EFFECTS OF HIGH FREQUENCY JET VENTILATION ON PULMONARY AND HEMODYNAMIC PARAMETERS IN A RABBIT MODEL

In order to assess the effects of high frequency jet ventilation (HFJV) on pulmonary and hemodynamic parameters, 10 anesthetized adult rabbits (1.8-2.2 kg) were studied while receiving HFJV and conventional mechanical ventilation (CMV). Each rabbit received two hours of one ventilatory mode, then two hours of the other. HFJV was delivered by a Sechrist 990 HFJ ventilator while CMV was delivered by a Sechrist IV-100 B infant ventilator. Prior to data collection ventilation in both modes was adjusted to maintain the PaCO2 between 35 and 45 Torr. CMV was accomplished using a peak inspiratory pressure of 12 cm H2O and 4 cm H2O end expiratory pressure.
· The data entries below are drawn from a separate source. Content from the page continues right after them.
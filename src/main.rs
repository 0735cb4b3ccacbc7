//! Portfolio page built with Yew.
//! Composes the independent page features once at startup.

use portfolio_shell::config::{LOG_LEVEL, SERVICE_WORKER_SCRIPT, STAT_COUNTERS};
use portfolio_shell::logging;
use portfolio_shell::page::register_service_worker_on_load;
use yew::prelude::*;

mod components;
mod hooks;

use components::{ParticleCanvas, StatCounter, ThemeToggle, VisitorBadge};
use hooks::{use_theme, use_visit_count};

/// Page content: header with theme toggle, stats strip, footer badge.
#[function_component(Main)]
fn main_component() -> Html {
    let theme = use_theme();
    let visits = use_visit_count();

    html! {
        <>
            <header class="hidey-bar">
                <a class="brand" href="#top">{ "Portfolio" }</a>
                <ThemeToggle theme={theme.theme} on_toggle={theme.toggle.clone()} />
            </header>

            <main id="top">
                <section class="stats-dashboard">
                    { STAT_COUNTERS.iter().map(|&(label, target)| html! {
                        <StatCounter label={label} target={target} />
                    }).collect::<Html>() }
                </section>
            </main>

            <footer class="site-footer">
                <VisitorBadge count={visits} />
            </footer>
        </>
    }
}

/// Root component: particle backdrop, page content, and the offline
/// service worker registered once on mount.
#[function_component]
pub fn App() -> Html {
    use_effect_with((), |_| {
        register_service_worker_on_load(SERVICE_WORKER_SCRIPT);
    });

    html! {
        <>
            <ParticleCanvas />
            <Main />
        </>
    }
}

/// Entry point: installs logging and renders the App component.
fn main() {
    console_error_panic_hook::set_once();
    logging::init(LOG_LEVEL);
    yew::Renderer::<App>::new().render();
}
Ventilatory rates of 300 (six rabbits) and 600 (four rabbits) breaths per minute were used during HFJV. In both modes FiO2 was 0.5 and flow rate was 10 L/min. Pulmonary gas exchange (A-a DO2), venous saturation (SvO2), mean airway pressure (MAP), heart rate (HR), mean arterial blood pressure (BP), and central venous pressure (CVP) were recorded every 30 minutes (Table). The results suggest no impedance to pulmonary gas exchange, a lower MAP, and improved hemodynamic stability with HFJV compared to CMV in the adult rabbit.